話す時間は、1人15秒ぐらい。一言二言喋って、お返事して、「ありがとうー」で終わるぐらいのペースだ。ファンにとっては短い時間だろう。
けど、いざ私達を目の前にし、緊張して喋れなくなるリスナーさんが多い。頭が真っ白になってしまい、話すことを忘れ、出てきた言葉は『頑張ってください』、『応援しています』の1つだけなんてこともあったみたいだ。何故、知っているかと言うとエゴサしたわけだが。
一方で、話すことを忘れないようにメモを用意し、読み上げる、なんて人もいた。
どちらにせよ、せっかくだから私たちもリスナーさんの生の声、素直な気持ちが聞きたい。こんな機会はめったにない。

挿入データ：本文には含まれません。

impl fmt::Display for Feedback {
    fn fmt(&self, f: &mut fmt::Formatter<'_>) -> fmt::Result {
        match self {
            Feedback::StepSucceeded { score } => write!(f, "step succeeded (score {score:.0})"),
            Feedback::StepFailed(FailReason::WrongOrder { expected, got }) => {
                write!(f, "wrong order: expected {expected}, got {got}")
            }
            Feedback::StepFailed(FailReason::MissedDropZone { item }) => {
                write!(f, "missed drop zone: {item} returned to start")
            }
            Feedback::NeedSecondClick { target } => write!(f, "click {target} once more"),
            Feedback::GestureNeedsRetry {
                match_rate: Some(rate),
            } => write!(f, "{rate:.0}% match, try again"),
            Feedback::GestureNeedsRetry { match_rate: None } => write!(f, "try again"),
            Feedback::TaskCompleted(outcome) => write!(
                f,
                "completed: {} points, {} stars, {:.1}s, {} errors",
                outcome.final_score, outcome.star_rating, outcome.elapsed_secs, outcome.error_count
            ),
            Feedback::HintChanged(Hint::NextTarget(id)) => write!(f, "next: {id}"),
            Feedback::HintChanged(Hint::Remaining(n)) => write!(f, "{n} left"),
            Feedback::HintChanged(Hint::FollowPath) => write!(f, "follow the line"),
            Feedback::HintChanged(Hint::TraceShape) => write!(f, "trace the shape"),
        }
    }
}

#[derive(Debug, Clone, PartialEq)]
pub enum Phase {
    Active,
    Completed(Outcome),
}

#[derive(Debug, Clone, Copy)]
struct PendingDwell {
    target: u32,
    since_ms: u64,
}

#[derive(Debug)]
pub struct Session {
    id: SessionId,
    task: Arc<Task>,
    phase: Phase,
    step: usize,
    score: f64,
    error_count: u32,
    started_at_ms: u64,
    // double-click bookkeeping
    last_click_at_ms: u64,
    pending_click_count: u8,
    pending_dwell: Option<PendingDwell>,
    // continuous gestures
    gesture_active: bool,
    sampled_deviations: Vec<f64>,
    sampled_points: Vec<Point>,
    placed_items: HashSet<String>,
}

impl Session {
    pub fn new(id: SessionId, task: Arc<Task>, started_at_ms: u64) -> Self {
        info!(session = %id, task = %task.id, kind = %task.tag(), "session started");
        Self {
            id,
            task,
            phase: Phase::Active,
            step: 0,
            score: 0.0,
            error_count: 0,
            started_at_ms,
            last_click_at_ms: 0,
            pending_click_count: 0,
            pending_dwell: None,
            gesture_active: false,
            sampled_deviations: Vec::new(),
            sampled_points: Vec::new(),
            placed_items: HashSet::new(),
        }
    }

    pub fn id(&self) -> SessionId {
        self.id
    }

    pub fn task(&self) -> &Task {
        &self.task
    }

    pub fn phase(&self) -> &Phase {
        &self.phase
    }

    pub fn outcome(&self) -> Option<&Outcome> {
        match &self.phase {
            Phase::Completed(outcome) => Some(outcome),
            Phase::Active => None,
        }
    }

    pub fn is_active(&self) -> bool {
        self.phase == Phase::Active
    }

    pub fn current_step(&self) -> usize {
        self.step
    }

    pub fn score(&self) -> f64 {
        self.score
    }

    pub fn error_count(&self) -> u32 {
        self.error_count
    }

    pub fn started_at_ms(&self) -> u64 {
        self.started_at_ms
    }

    pub fn deadline_ms(&self) -> u64 {
        self.started_at_ms + self.task.time_limit_ms()
    }

    pub fn remaining_secs(&self, now_ms: u64) -> u64 {
        self.deadline_ms().saturating_sub(now_ms) / 1000
    }

    /// Earliest instant at which a tick would change state.
    pub fn next_deadline_ms(&self) -> Option<u64> {
        if !self.is_active() {
            return None;
        }
        let dwell = self.dwell_deadline_ms();
        Some(dwell.map_or(self.deadline_ms(), |d| d.min(self.deadline_ms())))
    }

    /// Hint for the current state, shown when the session starts.
    pub fn hint(&self) -> Option<Hint> {
        match &self.task.kind {
            TaskKind::Hover { targets, .. }
            | TaskKind::Click { targets }
            | TaskKind::DoubleClick { targets, .. } => {
                targets.get(self.step).map(|t| Hint::NextTarget(t.id))
            }
            TaskKind::DragDiscrete { items } => {
                Some(Hint::Remaining(items.len() - self.placed_items.len()))
            }
            TaskKind::DragCurve { .. } => Some(Hint::FollowPath),
            TaskKind::Trace { .. } => Some(Hint::TraceShape),
        }
    }

    /// Periodic timer signal: resolves a finished dwell and forces
    /// completion once the time limit has passed.
    pub fn tick(&mut self, now_ms: u64) -> Vec<Feedback> {
        let mut out = Vec::new();
        if !self.is_active() {
            return out;
        }
        self.resolve_dwell(now_ms, &mut out);
        self.check_timeout(now_ms, &mut out);
        out
    }

    pub fn handle(&mut self, interaction: &Interaction, now_ms: u64) -> Vec<Feedback> {
        let mut out = self.tick(now_ms);
        if !self.is_active() {
            return out;
        }

        let task = Arc::clone(&self.task);
        match &task.kind {
            TaskKind::Click { .. } => {
                if let Interaction::Click { target } = interaction {
                    self.on_click(*target, now_ms, &mut out);
                }
            }
            TaskKind::Hover { .. } => self.on_hover(interaction, now_ms),
            TaskKind::DoubleClick { .. } => {
                if let Interaction::Click { target } = interaction {
                    self.on_double_click(*target, now_ms, &mut out);
                }
            }
            TaskKind::DragDiscrete { .. } => {
                if let Interaction::Drop {
                    item,
                    zone,
                    overlap,
                } = interaction
                {
                    self.on_drop(item, zone, *overlap, now_ms, &mut out);
                }
            }
            TaskKind::DragCurve { .. } => self.on_curve_drag(interaction, now_ms, &mut out),
            TaskKind::Trace { .. } => self.on_trace(interaction, now_ms, &mut out),
        }
        out
    }

    fn expected_target(&self) -> Option<u32> {
        self.task.targets().get(self.step).map(|t| t.id)
    }

    fn dwell_deadline_ms(&self) -> Option<u64> {
        match (&self.task.kind, self.pending_dwell) {
            (TaskKind::Hover {
                hover_duration_ms, ..
            }, Some(dwell)) => Some(dwell.since_ms.saturating_add(*hover_duration_ms)),
            _ => None,
        }
    }

    fn resolve_dwell(&mut self, now_ms: u64, out: &mut Vec<Feedback>) {
        if let Some(deadline) = self.dwell_deadline_ms() {
            // the dwell cannot outlive the session's own deadline
            if deadline <= now_ms && deadline < self.deadline_ms() {
                self.pending_dwell = None;
                self.advance_step(deadline, out);
            }
        }
    }

    fn check_timeout(&mut self, now_ms: u64, out: &mut Vec<Feedback>) {
        if self.is_active() && now_ms >= self.deadline_ms() {
            debug!(session = %self.id, step = self.step, "time limit reached");
            self.finish(self.deadline_ms(), out);
        }
    }

    fn wrong_order(&mut self, expected: u32, got: u32, out: &mut Vec<Feedback>) {
        self.error_count += 1;
        debug!(session = %self.id, expected, got, errors = self.error_count, "wrong order");
        out.push(Feedback::StepFailed(FailReason::WrongOrder { expected, got }));
    }

    fn advance_step(&mut self, now_ms: u64, out: &mut Vec<Feedback>) {
        self.step += 1;
        self.score += 1.0;
        out.push(Feedback::StepSucceeded { score: self.score });

        match self.expected_target() {
            Some(next) => out.push(Feedback::HintChanged(Hint::NextTarget(next))),
            None => self.finish(now_ms, out),
        }
    }

    fn on_click(&mut self, target: u32, now_ms: u64, out: &mut Vec<Feedback>) {
        let Some(expected) = self.expected_target() else {
            return;
        };
        if target == expected {
            self.advance_step(now_ms, out);
        } else {
            self.wrong_order(expected, target, out);
        }
    }

    fn on_hover(&mut self, interaction: &Interaction, now_ms: u64) {
        match interaction {
            Interaction::PointerEnter { target } if Some(*target) == self.expected_target() => {
                self.pending_dwell = Some(PendingDwell {
                    target: *target,
                    since_ms: now_ms,
                });
            }
            Interaction::PointerLeave { target } => {
                if self.pending_dwell.is_some_and(|d| d.target == *target) {
                    debug!(session = %self.id, target_id = *target, "dwell interrupted");
                    self.pending_dwell = None;
                }
            }
            _ => {}
        }
    }

    fn on_double_click(&mut self, target: u32, now_ms: u64, out: &mut Vec<Feedback>) {
        let TaskKind::DoubleClick {
            double_click_interval_ms,
            ..
        } = self.task.kind
        else {
            return;
        };
        let Some(expected) = self.expected_target() else {
            return;
        };

        if target != expected {
            self.pending_click_count = 0;
            self.wrong_order(expected, target, out);
            return;
        }

        let within = now_ms.saturating_sub(self.last_click_at_ms) < double_click_interval_ms;
        if self.pending_click_count == 1 && within {
            self.pending_click_count = 0;
            self.advance_step(now_ms, out);
        } else {
            // first click, or a second one that came too late
            self.pending_click_count = 1;
            self.last_click_at_ms = now_ms;
            out.push(Feedback::NeedSecondClick { target });
        }
    }

    fn on_drop(&mut self, item: &str, zone: &str, overlap: bool, now_ms: u64, out: &mut Vec<Feedback>) {
        let TaskKind::DragDiscrete { items } = &self.task.kind else {
            return;
        };
        let total = items.len();
        if self.placed_items.contains(item) || !items.iter().any(|i| i.id == item) {
            debug!(session = %self.id, item, "ignoring drop");
            return;
        }

        if overlap && zone == item {
            self.placed_items.insert(item.to_string());
            self.score += 1.0;
            out.push(Feedback::StepSucceeded { score: self.score });
            if self.placed_items.len() == total {
                self.finish(now_ms, out);
            } else {
                out.push(Feedback::HintChanged(Hint::Remaining(
                    total - self.placed_items.len(),
                )));
            }
        } else {
            self.error_count += 1;
            out.push(Feedback::StepFailed(FailReason::MissedDropZone {
                item: item.to_string(),
            }));
        }
    }

    fn on_curve_drag(&mut self, interaction: &Interaction, now_ms: u64, out: &mut Vec<Feedback>) {
        let TaskKind::DragCurve {
            path,
            end_threshold,
            ..
        } = &self.task.kind
        else {
            return;
        };

        match *interaction {
            Interaction::DragStart { .. } => {
                self.gesture_active = true;
                self.sampled_deviations.clear();
            }
            Interaction::DragMove { x, y } if self.gesture_active => {
                self.sampled_deviations.push(path.deviation(Point::new(x, y)));
            }
            Interaction::DragEnd { x, y } if self.gesture_active => {
                self.gesture_active = false;
                let release = Point::new(x, y);
                let samples = std::mem::take(&mut self.sampled_deviations);

                let reached_end = path
                    .end()
                    .is_some_and(|end| release.distance(&end) < *end_threshold);
                if reached_end {
                    let average = mean(&samples).unwrap_or_else(|| path.deviation(release));
                    self.score = (100.0 - average / path.width * 100.0).clamp(0.0, 100.0);
                    debug!(session = %self.id, average, score = self.score, "curve finished");
                    self.finish(now_ms, out);
                } else {
                    self.error_count += 1;
                    out.push(Feedback::GestureNeedsRetry { match_rate: None });
                }
            }
            _ => {}
        }
    }

    fn on_trace(&mut self, interaction: &Interaction, now_ms: u64, out: &mut Vec<Feedback>) {
        let TaskKind::Trace { shape, line_width } = &self.task.kind else {
            return;
        };

        match *interaction {
            Interaction::DragStart { x, y } => {
                self.gesture_active = true;
                self.sampled_points.clear();
                self.sampled_points.push(Point::new(x, y));
            }
            Interaction::DragMove { x, y } if self.gesture_active => {
                self.sampled_points.push(Point::new(x, y));
            }
            Interaction::DragEnd { .. } if self.gesture_active => {
                self.gesture_active = false;
                let points = std::mem::take(&mut self.sampled_points);
                let rate = shape_match_rate(&points, shape, *line_width);
                debug!(session = %self.id, rate, samples = points.len(), "trace finished");

                if rate >= TRACE_PASS_RATE {
                    self.score = rate.round();
                    out.push(Feedback::StepSucceeded { score: self.score });
                    self.finish(now_ms, out);
                } else {
                    self.error_count += 1;
                    out.push(Feedback::GestureNeedsRetry {
                        match_rate: Some(rate),
                    });
                }
            }
            _ => {}
        }
    }

    fn finish(&mut self, now_ms: u64, out: &mut Vec<Feedback>) {
        self.pending_dwell = None;
        self.pending_click_count = 0;
        self.gesture_active = false;
        self.sampled_deviations.clear();
        self.sampled_points.clear();

        let elapsed_secs = now_ms.saturating_sub(self.started_at_ms) as f64 / 1000.0;
        let outcome = grade(&self.task, self.score, self.error_count, elapsed_secs);
        info!(
            session = %self.id,
            task = %outcome.task_id,
            score = outcome.final_score,
            stars = outcome.star_rating,
            "session completed"
        );
        self.phase = Phase::Completed(outcome.clone());
        out.push(Feedback::TaskCompleted(outcome));
    }
}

先ほど、稀莉ちゃんの前で緊張していた大学生ぐらいの男性が、私の前にやってくる。話しやすい空気、話しやすい雰囲気を作り出すんだ。
「よしおかんさん、いつもありがとうございます。稀莉ちゃんとのイチャイチャ最高です。あなたの功績は称賛に値します」
「おい、君!?さっきまでのド緊張は何処いった!?」
「よしおかんさんとは、緊張せず話せます」
「うぉい!?」
ひどい。扱いが違った。
そう、稀莉ちゃんが先に話すことも影響しているのかもしれないが、2番目の私と話すときには緊張が解け、フレンドリーな人が多い。

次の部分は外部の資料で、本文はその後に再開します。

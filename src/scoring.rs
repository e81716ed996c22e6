//! Final grading of a finished session.

use crate::task::{KindTag, Task};
use chrono::{DateTime, Local};
use serde::{Deserialize, Serialize};

pub const ERROR_PENALTY: f64 = 10.0;

#[derive(Debug, Clone, Copy, PartialEq)]
pub struct Weights {
    pub time: f64,
    pub accuracy: f64,
}

pub const STEP_WEIGHTS: Weights = Weights {
    time: 0.4,
    accuracy: 0.6,
};

pub const GESTURE_WEIGHTS: Weights = Weights {
    time: 0.3,
    accuracy: 0.7,
};

impl Weights {
    pub fn for_kind(tag: KindTag) -> Self {
        if tag.is_continuous() {
            GESTURE_WEIGHTS
        } else {
            STEP_WEIGHTS
        }
    }
}

/// Graded result of a completed or timed-out session.
#[derive(Debug, Clone, PartialEq, Serialize, Deserialize)]
pub struct Outcome {
    pub task_id: String,
    pub final_score: u32,
    pub star_rating: u8,
    pub elapsed_secs: f64,
    pub error_count: u32,
    pub completed_at: DateTime<Local>,
}

pub fn time_score(elapsed_secs: f64, time_limit_secs: u32) -> f64 {
    (100.0 - elapsed_secs / f64::from(time_limit_secs) * 100.0).max(0.0)
}

/// `score` is a step count for discrete kinds and already 0-100 for gestures.
pub fn accuracy_score(task: &Task, score: f64) -> f64 {
    match task.step_count() {
        Some(steps) if steps > 0 => score / steps as f64 * 100.0,
        Some(_) => 0.0,
        None => score,
    }
}

pub fn final_score(time_score: f64, accuracy_score: f64, error_count: u32, weights: Weights) -> u32 {
    let raw = time_score * weights.time + accuracy_score * weights.accuracy
        - f64::from(error_count) * ERROR_PENALTY;
    raw.max(0.0).round() as u32
}

/// Never below one star, even for a fully failed attempt.
pub fn star_rating(final_score: u32) -> u8 {
    match final_score {
        90.. => 5,
        70..=89 => 4,
        50..=69 => 3,
        30..=49 => 2,
        _ => 1,
    }
}

pub fn grade(task: &Task, score: f64, error_count: u32, elapsed_secs: f64) -> Outcome {
    let time = time_score(elapsed_secs, task.time_limit_secs);
    let accuracy = accuracy_score(task, score);
    let final_score = final_score(time, accuracy, error_count, Weights::for_kind(task.tag()));

    Outcome {
        task_id: task.id.clone(),
        final_score,
        star_rating: star_rating(final_score),
        elapsed_secs,
        error_count,
        completed_at: Local::now(),
    }
}

#[cfg(test)]
mod tests {
    use super::*;
    use crate::geometry::{Point, Shape};
    use crate::task::{Target, TaskKind, Title};

    fn click_task(targets: usize, time_limit_secs: u32) -> Task {
        Task {
            id: "click".into(),
            difficulty: 1,
            title: Title::same("click"),
            time_limit_secs,
            kind: TaskKind::Click {
                targets: (1..=targets as u32)
                    .map(|id| Target {
                        id,
                        center: Point::new(0.0, 0.0),
                        radius: 10.0,
                    })
                    .collect(),
            },
        }
    }

    fn trace_task(time_limit_secs: u32) -> Task {
        Task {
            id: "trace".into(),
            difficulty: 1,
            title: Title::same("trace"),
            time_limit_secs,
            kind: TaskKind::Trace {
                shape: Shape::Circle {
                    center: Point::new(0.0, 0.0),
                    radius: 50.0,
                },
                line_width: 5.0,
            },
        }
    }

    #[test]
    fn test_full_time_used() {
        let outcome = grade(&click_task(5, 40), 5.0, 0, 40.0);
        assert_eq!(time_score(40.0, 40), 0.0);
        assert_eq!(outcome.final_score, 60);
        assert_eq!(outcome.star_rating, 3);
    }

    #[test]
    fn test_instant_with_errors() {
        let outcome = grade(&click_task(5, 40), 5.0, 2, 0.0);
        assert_eq!(outcome.final_score, 80);
        assert_eq!(outcome.star_rating, 4);
        assert_eq!(outcome.error_count, 2);
    }

    #[test]
    fn test_time_score_floors_at_zero() {
        assert_eq!(time_score(90.0, 30), 0.0);
        assert_eq!(time_score(15.0, 30), 50.0);
    }

    #[test]
    fn test_partial_steps_on_timeout() {
        // 2 of 5 steps, time exhausted
        let outcome = grade(&click_task(5, 40), 2.0, 0, 40.0);
        assert_eq!(outcome.final_score, 24);
        assert_eq!(outcome.star_rating, 1);
    }

    #[test]
    fn test_gesture_weights() {
        // 0.3 * 50 + 0.7 * 80 = 71
        let outcome = grade(&trace_task(40), 80.0, 0, 20.0);
        assert_eq!(outcome.final_score, 71);
        assert_eq!(outcome.star_rating, 4);
    }

    #[test]
    fn test_penalty_never_goes_negative() {
        let outcome = grade(&click_task(3, 10), 0.0, 12, 10.0);
        assert_eq!(outcome.final_score, 0);
        assert_eq!(outcome.star_rating, 1);
    }

    #[test]
    fn test_star_thresholds() {
        assert_eq!(star_rating(100), 5);
        assert_eq!(star_rating(90), 5);
        assert_eq!(star_rating(89), 4);
        assert_eq!(star_rating(70), 4);
        assert_eq!(star_rating(69), 3);
        assert_eq!(star_rating(50), 3);
        assert_eq!(star_rating(49), 2);
        assert_eq!(star_rating(30), 2);
        assert_eq!(star_rating(29), 1);
        assert_eq!(star_rating(0), 1);
    }
}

わかっている、順番だけじゃない。ガチ勢は稀莉ちゃんの方が断然多い。そしてガチな人ほど、気持ちが高ぶりすぎて喋れない。主役の数が今まで数個の私と比べ、さすが若手売れっ子声優だ。
そう考えていると、私の前に女の子が来た。
薄手の紺色のカーディガンに、ベージュのガウチョパンツ。女子大生だろうか?
「よ、吉岡さん。わー、えーっと、その」
「落ち着いて大丈夫だよ」
お渡し会に、女の子も多くみられる。だいたい2割といったところ。女性声優だけのイベントでは多い割合だろう。ラジオが男女問わず聞かれ、イベントに来てくれるほどにハマってくれている。
「その、歌、めちゃくちゃかっこよかったです!面白い吉岡さんも好きですが、歌も素敵でした。トークもいつも面白くて大好きです!推しです、1番の推しです!」
「わー、ありがとう!」
嬉しい。お手紙も嬉しいが、直接言われるのは格別だ。だからついついファンサービスしてしまう。
「じゃあ握手!」
「いいんですか!?」
「うん、これからも応援してね」
わー、嬉しいです!と言われ、ファンの女の子と握手を交わす。
「一生洗いません!」
「洗おう、絶対に洗おう!」
女の子が何回もペコペコと何度も頭を下げ、去っていく。ここまで喜ばれると、私の顔もつい綻んで、にんまりとしてしまう。
「……っ!?」
隣から黒いオーラを感じた。
恐る恐る隣を見ると、稀莉ちゃんが私を鋭い眼差しで睨んでいた。
「浮気は許さない」
「いやいや、ファンサービス、ファンサービスだから!それに今、イベント中だよ!発言気を付けて!」
そう言って、慌ててお客さんを見ると、
「出たー、稀莉ちゃんの嫉妬きたー」
歓喜していた。ガッツポーズをしながら。
「うんうん、これが見たかったんだよ」
「ラジオそのままだー」
「最高っすね」
「もっとやってください」
後ろに並んでいたお客さんも便乗する。
カオス。お客さんも訓練されすぎだ。
「はいはい、次の人、次の人応対してー」
稀莉ちゃんを急かし、お渡し会を無理やり再開させる。
会場の時間もあるのだ。列の回転を止めている暇はない。
「CD良かったです!毎日、通学の時聞いています」
「気に入ってくれてありがとう」
「稀莉ちゃんの歌声癒されます」
特典お渡し会なので、もちろんCDの感想が多い。聞きました。良かったです。毎日聞いています。元気出ます。この曲聞くと頑張れます。良すぎて布教してます。などなど。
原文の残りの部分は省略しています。